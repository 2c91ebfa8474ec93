//! Language-independent runtime
//!
//! Everything the front-ends share: tagged values and their frozen copies,
//! the error taxonomy, the lexical environment, operator semantics, the
//! per-run [`ExecutionContext`](context::ExecutionContext), the external
//! function bridge and the immutable frame record.

pub mod context;
pub mod describe;
pub mod errors;
pub mod external;
pub mod frame;
pub mod ops;
pub mod scope;
pub mod value;

pub use context::{ExecutionContext, FunctionCallLog, LanguageFeatures, RunOutput};
pub use errors::{ErrorCategory, RuntimeError, RuntimeErrorKind};
pub use external::{Arity, ExternalFunction, LogicError};
pub use frame::{Frame, FrameStatus, FrameTrace, LogLine, TraceError, TIME_SCALE_FACTOR};
pub use value::{FrozenValue, Value};
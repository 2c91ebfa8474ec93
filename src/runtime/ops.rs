//! Operator semantics shared by the front-ends
//!
//! Arithmetic, comparison, equality and condition checks over tagged
//! [`Value`]s. Each function returns the error kind a language should raise;
//! the executor attaches the location.

use super::errors::RuntimeErrorKind;
use super::value::Value;
use std::rc::Rc;

#[derive(Debug, Clone, Copy, PartialEq, Eq)]
pub enum ArithmeticOp {
    Add,
    Subtract,
    Multiply,
    Divide,
    Remainder,
}

impl ArithmeticOp {
    pub fn symbol(self) -> &'static str {
        match self {
            ArithmeticOp::Add => "+",
            ArithmeticOp::Subtract => "-",
            ArithmeticOp::Multiply => "*",
            ArithmeticOp::Divide => "/",
            ArithmeticOp::Remainder => "%",
        }
    }

    pub fn apply(self, a: f64, b: f64) -> f64 {
        match self {
            ArithmeticOp::Add => a + b,
            ArithmeticOp::Subtract => a - b,
            ArithmeticOp::Multiply => a * b,
            ArithmeticOp::Divide => a / b,
            ArithmeticOp::Remainder => a % b,
        }
    }
}

#[derive(Debug, Clone, Copy, PartialEq, Eq)]
pub enum ComparisonOp {
    Less,
    LessEqual,
    Greater,
    GreaterEqual,
}

impl ComparisonOp {
    pub fn symbol(self) -> &'static str {
        match self {
            ComparisonOp::Less => "<",
            ComparisonOp::LessEqual => "<=",
            ComparisonOp::Greater => ">",
            ComparisonOp::GreaterEqual => ">=",
        }
    }

    pub fn apply(self, a: f64, b: f64) -> bool {
        match self {
            ComparisonOp::Less => a < b,
            ComparisonOp::LessEqual => a <= b,
            ComparisonOp::Greater => a > b,
            ComparisonOp::GreaterEqual => a >= b,
        }
    }
}

/// Numeric value under coercion: booleans become 0/1, none becomes 0,
/// strings are parsed (NaN if they do not parse).
pub fn coerce_to_number(value: &Value) -> f64 {
    match value {
        Value::Number(n) => *n,
        Value::Boolean(b) => {
            if *b {
                1.0
            } else {
                0.0
            }
        }
        Value::None => 0.0,
        Value::String(s) => {
            let trimmed = s.trim();
            if trimmed.is_empty() {
                0.0
            } else {
                trimmed.parse().unwrap_or(f64::NAN)
            }
        }
        Value::List(_) | Value::Dict(_) => f64::NAN,
    }
}

/// Binary arithmetic honouring `allow_type_coercion`.
///
/// With coercion disabled `+` accepts two numbers or two strings and the
/// other operators accept only numbers, naming the first offending side.
pub fn arithmetic(
    op: ArithmeticOp,
    left: &Value,
    right: &Value,
    allow_coercion: bool,
) -> Result<Value, RuntimeErrorKind> {
    match (left, right) {
        (Value::Number(a), Value::Number(b)) => return Ok(Value::Number(op.apply(*a, *b))),
        (Value::String(a), Value::String(b)) if op == ArithmeticOp::Add => {
            return Ok(Value::String(format!("{}{}", a, b)))
        }
        _ => {}
    }

    if !allow_coercion {
        let operator = op.symbol().to_string();
        let left_type = left.type_name().to_string();
        let right_type = right.type_name().to_string();
        return Err(if op == ArithmeticOp::Add {
            RuntimeErrorKind::TypeCoercionNotAllowed {
                operator,
                left: Some(left_type),
                right: Some(right_type),
            }
        } else if left.as_number().is_none() {
            RuntimeErrorKind::TypeCoercionNotAllowed {
                operator,
                left: Some(left_type),
                right: None,
            }
        } else {
            RuntimeErrorKind::TypeCoercionNotAllowed {
                operator,
                left: None,
                right: Some(right_type),
            }
        });
    }

    if op == ArithmeticOp::Add && (left.as_str().is_some() || right.as_str().is_some()) {
        return Ok(Value::String(format!(
            "{}{}",
            left.to_output_string(),
            right.to_output_string()
        )));
    }
    Ok(Value::Number(op.apply(
        coerce_to_number(left),
        coerce_to_number(right),
    )))
}

/// `< <= > >=`; both sides must be numbers.
pub fn compare(op: ComparisonOp, left: &Value, right: &Value) -> Result<bool, RuntimeErrorKind> {
    let a = left
        .as_number()
        .ok_or_else(|| comparison_error(op, "left", left))?;
    let b = right
        .as_number()
        .ok_or_else(|| comparison_error(op, "right", right))?;
    Ok(op.apply(a, b))
}

fn comparison_error(op: ComparisonOp, side: &'static str, value: &Value) -> RuntimeErrorKind {
    RuntimeErrorKind::ComparisonRequiresNumber {
        operator: op.symbol().to_string(),
        side,
        type_name: value.type_name().to_string(),
    }
}

/// Operand of a JikiScript arithmetic or comparison operator.
pub fn number_operand(value: &Value) -> Result<f64, RuntimeErrorKind> {
    value.as_number().ok_or_else(|| RuntimeErrorKind::OperandMustBeNumber {
        value: value.to_string(),
    })
}

/// Round to five decimal places so `0.1 + 0.2` reads as `0.3`.
pub fn round_decimal(n: f64) -> f64 {
    const DP_MULTIPLE: f64 = 100_000.0;
    (n * DP_MULTIPLE).round() / DP_MULTIPLE
}

/// Value of a condition or logical operand under `allow_truthiness`.
pub fn condition(value: &Value, allow_truthiness: bool) -> Result<bool, RuntimeErrorKind> {
    match value {
        Value::Boolean(b) => Ok(*b),
        other if allow_truthiness => Ok(other.is_truthy()),
        other => Err(RuntimeErrorKind::TruthinessDisabled {
            type_name: other.type_name().to_string(),
        }),
    }
}

/// Same type and same value; lists and dictionaries compare by identity.
pub fn strict_equals(left: &Value, right: &Value) -> bool {
    match (left, right) {
        (Value::Number(a), Value::Number(b)) => a == b,
        (Value::String(a), Value::String(b)) => a == b,
        (Value::Boolean(a), Value::Boolean(b)) => a == b,
        (Value::None, Value::None) => true,
        (Value::List(a), Value::List(b)) => Rc::ptr_eq(a, b),
        (Value::Dict(a), Value::Dict(b)) => Rc::ptr_eq(a, b),
        _ => false,
    }
}

/// `==` with numeric conversion of strings and booleans.
pub fn loose_equals(left: &Value, right: &Value) -> bool {
    match (left, right) {
        (Value::None, Value::None) => true,
        (Value::None, _) | (_, Value::None) => false,
        (Value::List(_) | Value::Dict(_), _) | (_, Value::List(_) | Value::Dict(_)) => {
            strict_equals(left, right)
        }
        (Value::String(a), Value::String(b)) => a == b,
        _ => coerce_to_number(left) == coerce_to_number(right),
    }
}

#[cfg(test)]
mod tests {
    use super::*;

    #[test]
    fn plus_without_coercion_names_both_sides() {
        let err = arithmetic(
            ArithmeticOp::Add,
            &Value::Number(5.0),
            &Value::Boolean(true),
            false,
        )
        .unwrap_err();
        assert_eq!(
            err.to_string(),
            "TypeCoercionNotAllowed: operator: +: left: number: right: boolean"
        );
    }

    #[test]
    fn other_operators_name_first_offending_side() {
        let err = arithmetic(
            ArithmeticOp::Multiply,
            &Value::Number(5.0),
            &Value::Boolean(true),
            false,
        )
        .unwrap_err();
        assert_eq!(err.to_string(), "TypeCoercionNotAllowed: operator: *: right: boolean");
    }

    #[test]
    fn coercion_enabled_follows_host_rules() {
        let sum = arithmetic(ArithmeticOp::Add, &Value::Number(5.0), &Value::Boolean(true), true);
        assert_eq!(sum.unwrap().as_number(), Some(6.0));

        let text = arithmetic(ArithmeticOp::Add, &Value::from("a"), &Value::Number(1.0), true);
        assert_eq!(text.unwrap().as_str(), Some("a1"));

        let product = arithmetic(ArithmeticOp::Multiply, &Value::from("3"), &Value::Number(2.0), true);
        assert_eq!(product.unwrap().as_number(), Some(6.0));

        let nan = arithmetic(ArithmeticOp::Subtract, &Value::from("x"), &Value::Number(1.0), true);
        assert!(nan.unwrap().as_number().is_some_and(f64::is_nan));
    }

    #[test]
    fn comparison_requires_numbers() {
        let err = compare(ComparisonOp::Less, &Value::Number(1.0), &Value::from("2")).unwrap_err();
        assert_eq!(err.to_string(), "ComparisonRequiresNumber: operator: <: right: string");
    }

    #[test]
    fn truthiness_gate() {
        assert_eq!(
            condition(&Value::Number(1.0), false),
            Err(RuntimeErrorKind::TruthinessDisabled {
                type_name: "number".into()
            })
        );
        assert_eq!(condition(&Value::Number(1.0), true), Ok(true));
    }

    #[test]
    fn loose_equality_converts() {
        assert!(loose_equals(&Value::from("1"), &Value::Number(1.0)));
        assert!(loose_equals(&Value::Boolean(true), &Value::Number(1.0)));
        assert!(!strict_equals(&Value::from("1"), &Value::Number(1.0)));
    }

    #[test]
    fn decimals_are_rounded() {
        assert_eq!(round_decimal(0.1 + 0.2), 0.3);
    }
}
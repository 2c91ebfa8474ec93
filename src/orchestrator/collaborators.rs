//! Side effects the orchestrator triggers but does not own

/// Plays a named sound effect, e.g. `task-completed`.
pub trait SoundPlayer {
    fn play(&self, sound: &str);
}

/// Shows a named modal, e.g. `exercise-success-modal`.
pub trait ModalPresenter {
    fn show(&self, modal: &str);
}

/// Does nothing. The default for both collaborators.
#[derive(Debug, Default, Clone, Copy)]
pub struct Silent;

impl SoundPlayer for Silent {
    fn play(&self, _sound: &str) {}
}

impl ModalPresenter for Silent {
    fn show(&self, _modal: &str) {}
}
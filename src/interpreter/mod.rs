//! Language-neutral interpreter entry points
//!
//! Every front-end exposes the same two operations:
//! - `interpret`: run a whole program and return its frame trace
//! - `evaluate_function`: run a program, then call one of its functions
//!   with host-supplied arguments and return the value
//!
//! [`Language`] dispatches to the right front-end. A parse failure yields a
//! result with exactly one [`SyntaxError`] and no frames; runtime failures
//! are recorded as the trace's final ERROR frame instead.

use crate::runtime::{
    ExecutionContext, ExternalFunction, FrameTrace, FrozenValue, FunctionCallLog,
    LanguageFeatures, LogLine, RunOutput,
};
use crate::syntax::SyntaxError;
use crate::{javascript, jikiscript};
use serde::{Deserialize, Serialize};
use std::fmt;

#[derive(Debug, Clone, Copy, PartialEq, Eq, Hash, Serialize, Deserialize, clap::ValueEnum)]
#[serde(rename_all = "lowercase")]
pub enum Language {
    #[value(name = "jikiscript")]
    JikiScript,
    #[value(name = "javascript")]
    JavaScript,
}

impl Language {
    /// Guess from a file extension: `.js` is JavaScript, anything else
    /// JikiScript.
    pub fn from_extension(ext: &str) -> Self {
        match ext {
            "js" | "mjs" => Language::JavaScript,
            _ => Language::JikiScript,
        }
    }
}

impl fmt::Display for Language {
    fn fmt(&self, f: &mut fmt::Formatter<'_>) -> fmt::Result {
        match self {
            Language::JikiScript => write!(f, "jikiscript"),
            Language::JavaScript => write!(f, "javascript"),
        }
    }
}

#[derive(Debug, Clone, Default)]
pub struct InterpretOptions {
    pub language_features: LanguageFeatures,
    pub external_functions: Vec<ExternalFunction>,
    pub random_seed: Option<u64>,
}

impl InterpretOptions {
    pub(crate) fn context(&self, source: &str) -> ExecutionContext {
        ExecutionContext::new(source, self.language_features.clone(), self.random_seed)
    }
}

#[derive(Debug, Clone, Default)]
pub struct Meta {
    pub function_call_log: FunctionCallLog,
}

#[derive(Debug, Clone)]
pub struct InterpretResult {
    pub frames: FrameTrace,
    pub log_lines: Vec<LogLine>,
    pub error: Option<SyntaxError>,
    pub success: bool,
    pub meta: Meta,
}

impl InterpretResult {
    pub(crate) fn from_run(output: RunOutput) -> Self {
        InterpretResult {
            success: !output.frames.has_errors(),
            frames: output.frames,
            log_lines: output.log_lines,
            error: None,
            meta: Meta {
                function_call_log: output.function_call_log,
            },
        }
    }

    pub(crate) fn syntax_error(error: SyntaxError) -> Self {
        InterpretResult {
            frames: FrameTrace::empty(),
            log_lines: Vec::new(),
            error: Some(error),
            success: false,
            meta: Meta::default(),
        }
    }
}

#[derive(Debug, Clone)]
pub struct EvaluationResult {
    /// Frozen return value; `None` when the program or the call failed.
    pub value: Option<FrozenValue>,
    pub frames: FrameTrace,
    pub log_lines: Vec<LogLine>,
    pub error: Option<SyntaxError>,
    pub success: bool,
    pub meta: Meta,
}

impl EvaluationResult {
    pub(crate) fn from_run(output: RunOutput, value: Option<FrozenValue>) -> Self {
        let run = InterpretResult::from_run(output);
        EvaluationResult {
            value: if run.success { value } else { None },
            frames: run.frames,
            log_lines: run.log_lines,
            error: None,
            success: run.success,
            meta: run.meta,
        }
    }

    pub(crate) fn syntax_error(error: SyntaxError) -> Self {
        let run = InterpretResult::syntax_error(error);
        EvaluationResult {
            value: None,
            frames: run.frames,
            log_lines: run.log_lines,
            error: run.error,
            success: false,
            meta: run.meta,
        }
    }
}

impl From<EvaluationResult> for InterpretResult {
    fn from(result: EvaluationResult) -> Self {
        InterpretResult {
            frames: result.frames,
            log_lines: result.log_lines,
            error: result.error,
            success: result.success,
            meta: result.meta,
        }
    }
}

pub fn interpret(language: Language, source: &str, options: &InterpretOptions) -> InterpretResult {
    match language {
        Language::JikiScript => jikiscript::interpret(source, options),
        Language::JavaScript => javascript::interpret(source, options),
    }
}

pub fn evaluate_function(
    language: Language,
    source: &str,
    options: &InterpretOptions,
    function_name: &str,
    args: &[serde_json::Value],
) -> EvaluationResult {
    match language {
        Language::JikiScript => jikiscript::evaluate_function(source, options, function_name, args),
        Language::JavaScript => javascript::evaluate_function(source, options, function_name, args),
    }
}

#[cfg(test)]
mod tests {
    use super::*;

    #[test]
    fn dispatch_reports_syntax_errors_per_language() {
        let options = InterpretOptions::default();

        let jiki = interpret(Language::JikiScript, "set x 5", &options);
        assert!(jiki.error.is_some());
        assert!(jiki.frames.is_empty());

        let js = interpret(Language::JavaScript, "let = 5;", &options);
        assert!(js.error.is_some());
        assert!(js.frames.is_empty());
    }

    #[test]
    fn language_from_extension() {
        assert_eq!(Language::from_extension("js"), Language::JavaScript);
        assert_eq!(Language::from_extension("jiki"), Language::JikiScript);
    }
}
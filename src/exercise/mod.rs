//! Exercises, scenarios and task tracking
//!
//! An exercise is a host world learner code acts on (a maze, a canvas…). It
//! exposes [`ExternalFunction`]s, records the animations those functions
//! queue, and reports its state so scenarios can check it. Exercises are
//! looked up by slug in a [`registry`]; each [`ExerciseDefinition`] bundles
//! the factory with its tasks and scenarios.

pub mod maze;
pub mod raindrops;
pub mod scenario;
pub mod tasks;

use crate::interpreter::Language;
use crate::runtime::ExternalFunction;
use crate::timeline::Animation;
use std::any::Any;

pub use scenario::{
    run_io_scenario, run_program, run_scenario, run_visual_scenario, CodeCheck, Expect,
    Scenario, ScenarioKind, ScenarioResult, ScenarioStatus, TestSuiteResult,
};
pub use tasks::{TaskManager, TaskProgress, TaskStatus};

/// A host world driven by learner code.
///
/// Implementations keep their state behind shared cells: the functions
/// returned by [`available_functions`](Exercise::available_functions) outlive
/// the borrow and mutate the same state the scenario later inspects.
pub trait Exercise: Any {
    fn slug(&self) -> &'static str;

    fn available_functions(&self) -> Vec<ExternalFunction>;

    /// Observable state, for expectations and `--json` output.
    fn state(&self) -> serde_json::Value;

    /// Animations queued so far, in the order they were added.
    fn animations(&self) -> Vec<Animation>;

    fn as_any(&self) -> &dyn Any;

    fn as_any_mut(&mut self) -> &mut dyn Any;
}

pub type ExerciseFactory = fn() -> Box<dyn Exercise>;

#[derive(Debug, Clone, PartialEq)]
pub struct Task {
    pub id: String,
    pub name: String,
    pub description: String,
    pub hints: Vec<String>,
    /// Scenario slugs that must pass. `None` means every scenario tagged
    /// with this task.
    pub required_scenarios: Option<Vec<String>>,
    pub bonus: bool,
}

impl Task {
    pub fn new(id: &str, name: &str, description: &str) -> Self {
        Task {
            id: id.to_string(),
            name: name.to_string(),
            description: description.to_string(),
            hints: Vec::new(),
            required_scenarios: None,
            bonus: false,
        }
    }

    pub fn requiring(mut self, scenarios: &[&str]) -> Self {
        self.required_scenarios = Some(scenarios.iter().map(|s| s.to_string()).collect());
        self
    }

    pub fn with_hints(mut self, hints: &[&str]) -> Self {
        self.hints = hints.iter().map(|h| h.to_string()).collect();
        self
    }

    pub fn bonus(mut self) -> Self {
        self.bonus = true;
        self
    }
}

pub struct ExerciseDefinition {
    pub slug: &'static str,
    pub title: &'static str,
    pub instructions: &'static str,
    /// Builds a fresh world for each visual scenario. IO-only exercises
    /// have none.
    pub factory: Option<ExerciseFactory>,
    /// Helper functions offered to IO scenarios.
    pub functions: fn() -> Vec<ExternalFunction>,
    pub tasks: Vec<Task>,
    pub scenarios: Vec<Scenario>,
    stubs: Vec<(Language, &'static str)>,
}

impl ExerciseDefinition {
    /// Starting code shown to the learner for `language`.
    pub fn stub(&self, language: Language) -> Option<&'static str> {
        self.stubs
            .iter()
            .find(|(lang, _)| *lang == language)
            .map(|(_, stub)| *stub)
    }

    pub fn task(&self, id: &str) -> Option<&Task> {
        self.tasks.iter().find(|task| task.id == id)
    }
}

impl std::fmt::Debug for ExerciseDefinition {
    fn fmt(&self, f: &mut std::fmt::Formatter<'_>) -> std::fmt::Result {
        f.debug_struct("ExerciseDefinition")
            .field("slug", &self.slug)
            .field("tasks", &self.tasks.len())
            .field("scenarios", &self.scenarios.len())
            .finish()
    }
}

fn no_functions() -> Vec<ExternalFunction> {
    Vec::new()
}

/// Every bundled exercise.
pub fn registry() -> Vec<ExerciseDefinition> {
    vec![maze::definition(), raindrops::definition()]
}

pub fn find(slug: &str) -> Option<ExerciseDefinition> {
    registry().into_iter().find(|definition| definition.slug == slug)
}

pub fn slugs() -> Vec<&'static str> {
    registry().iter().map(|definition| definition.slug).collect()
}

#[cfg(test)]
mod tests {
    use super::*;

    #[test]
    fn test_registry_lookup() {
        assert_eq!(slugs(), vec!["maze", "raindrops"]);
        assert!(find("maze").is_some_and(|def| def.factory.is_some()));
        assert!(find("nope").is_none());
    }

    #[test]
    fn test_every_task_has_scenarios() {
        for definition in registry() {
            for task in &definition.tasks {
                let tagged = definition
                    .scenarios
                    .iter()
                    .any(|scenario| scenario.task_id == task.id);
                assert!(tagged, "{} has no scenarios for {}", definition.slug, task.id);
            }
        }
    }

    #[test]
    fn test_stubs_exist_for_both_languages() {
        let maze = maze::definition();
        assert!(maze.stub(Language::JikiScript).is_some());
        assert!(maze.stub(Language::JavaScript).is_some());
    }
}
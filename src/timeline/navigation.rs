//! Frame navigation over a finished trace
//!
//! Every function here is pure: it takes the frames of one trace and the
//! lines the learner has folded, and returns the index of the frame to move
//! to. Frames on folded lines are
//! never landed on. The current frame itself may sit on a folded line; both
//! directions still work from there.

use crate::runtime::Frame;
use std::collections::BTreeSet;

pub(crate) fn visible(frame: &Frame, folded: &BTreeSet<usize>) -> bool {
    !folded.contains(&frame.line())
}

/// The visible frame closest in time to `time` (µs).
///
/// Times at or before the first frame give the first frame, times past the
/// end give the last one. When two candidates are equally close the earlier
/// frame wins.
pub fn find_nearest_frame(frames: &[Frame], time: u64, folded: &BTreeSet<usize>) -> Option<usize> {
    let last = frames.len().checked_sub(1)?;
    if time == 0 {
        return Some(0);
    }
    if time > frames[last].time() {
        return Some(last);
    }

    // first visible frame at or after `time`
    let Some(after) = frames
        .iter()
        .position(|frame| frame.time() >= time && visible(frame, folded))
    else {
        return Some(last);
    };
    if after == 0 {
        return Some(0);
    }

    let before = frames[..after]
        .iter()
        .rposition(|frame| visible(frame, folded));
    match before {
        Some(before) => {
            let before_distance = time - frames[before].time();
            let after_distance = frames[after].time() - time;
            Some(if before_distance <= after_distance {
                before
            } else {
                after
            })
        }
        None => Some(after),
    }
}

/// The next visible frame strictly after `current` in time.
pub fn find_next_frame(frames: &[Frame], current: &Frame, folded: &BTreeSet<usize>) -> Option<usize> {
    frames
        .iter()
        .position(|frame| frame.time() > current.time() && visible(frame, folded))
}

/// The previous visible frame strictly before `current` in time.
pub fn find_prev_frame(frames: &[Frame], current: &Frame, folded: &BTreeSet<usize>) -> Option<usize> {
    frames
        .iter()
        .rposition(|frame| frame.time() < current.time() && visible(frame, folded))
}

#[cfg(test)]
mod tests {
    use super::*;
    use crate::timeline::tests::{frames, seven_lines};
    use maplit::btreeset;

    #[test]
    fn test_nearest_frame_edges() {
        let trace = frames(&[(0, 1), (10, 2), (20, 3)]);
        let none = BTreeSet::new();
        assert_eq!(find_nearest_frame(&trace, 0, &none), Some(0));
        assert_eq!(find_nearest_frame(&trace, 500, &none), Some(2));
        assert_eq!(find_nearest_frame(&[], 5, &none), None);
    }

    #[test]
    fn test_nearest_frame_picks_closest() {
        let trace = frames(&[(0, 1), (10, 2), (20, 3)]);
        let none = BTreeSet::new();
        assert_eq!(find_nearest_frame(&trace, 3, &none), Some(0));
        assert_eq!(find_nearest_frame(&trace, 8, &none), Some(1));
        assert_eq!(find_nearest_frame(&trace, 10, &none), Some(1));
    }

    #[test]
    fn test_nearest_frame_tie_goes_to_earlier() {
        let trace = frames(&[(0, 1), (10, 2), (20, 3)]);
        assert_eq!(find_nearest_frame(&trace, 15, &BTreeSet::new()), Some(1));
    }

    #[test]
    fn test_nearest_frame_skips_folded_lines() {
        let trace = frames(&[(0, 1), (10, 2), (20, 3)]);
        assert_eq!(find_nearest_frame(&trace, 9, &btreeset! {2}), Some(0));
        assert_eq!(find_nearest_frame(&trace, 16, &btreeset! {2}), Some(2));
    }

    #[test]
    fn test_prev_and_next_skip_folded() {
        let trace = seven_lines();
        let folded = btreeset! {3, 4};
        assert_eq!(find_next_frame(&trace, &trace[1], &folded), Some(4));
        assert_eq!(find_prev_frame(&trace, &trace[4], &folded), Some(1));
        assert_eq!(find_next_frame(&trace, &trace[6], &folded), None);
        assert_eq!(find_prev_frame(&trace, &trace[0], &folded), None);
    }

    #[test]
    fn test_navigation_works_from_a_folded_frame() {
        let trace = seven_lines();
        let folded = btreeset! {3};
        assert_eq!(find_next_frame(&trace, &trace[2], &folded), Some(3));
        assert_eq!(find_prev_frame(&trace, &trace[2], &folded), Some(1));
    }
}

————————

● **Work instructions**
Please copy, exactly as written, every line in the listing above from the line with "if op == ArithmeticOp::Add &&" up to and including the line with "other => Err(RuntimeErrorKind::TruthinessDisabled".

● **Worked solution**
    if op == ArithmeticOp::Add && (left.as_str().is_some() || right.as_str().is_some()) {
        return Ok(Value::String(format!(
            "{}{}",
            left.to_output_string(),
            right.to_output_string()
        )));
    }
    Ok(Value::Number(op.apply(
        coerce_to_number(left),
        coerce_to_number(right),
    )))
}

/// `< <= > >=`; both sides must be numbers.
pub fn compare(op: ComparisonOp, left: &Value, right: &Value) -> Result<bool, RuntimeErrorKind> {
    let a = left
        .as_number()
        .ok_or_else(|| comparison_error(op, "left", left))?;
    let b = right
        .as_number()
        .ok_or_else(|| comparison_error(op, "right", right))?;
    Ok(op.apply(a, b))
}

fn comparison_error(op: ComparisonOp, side: &'static str, value: &Value) -> RuntimeErrorKind {
    RuntimeErrorKind::ComparisonRequiresNumber {
        operator: op.symbol().to_string(),
        side,
        type_name: value.type_name().to_string(),
    }
}

/// Operand of a JikiScript arithmetic or comparison operator.
pub fn number_operand(value: &Value) -> Result<f64, RuntimeErrorKind> {
    value.as_number().ok_or_else(|| RuntimeErrorKind::OperandMustBeNumber {
        value: value.to_string(),
    })
}

/// Round to five decimal places so `0.1 + 0.2` reads as `0.3`.
pub fn round_decimal(n: f64) -> f64 {
    const DP_MULTIPLE: f64 = 100_000.0;
    (n * DP_MULTIPLE).round() / DP_MULTIPLE
}

/// Value of a condition or logical operand under `allow_truthiness`.
pub fn condition(value: &Value, allow_truthiness: bool) -> Result<bool, RuntimeErrorKind> {
    match value {
        Value::Boolean(b) => Ok(*b),
        other if allow_truthiness => Ok(other.is_truthy()),
        other => Err(RuntimeErrorKind::TruthinessDisabled {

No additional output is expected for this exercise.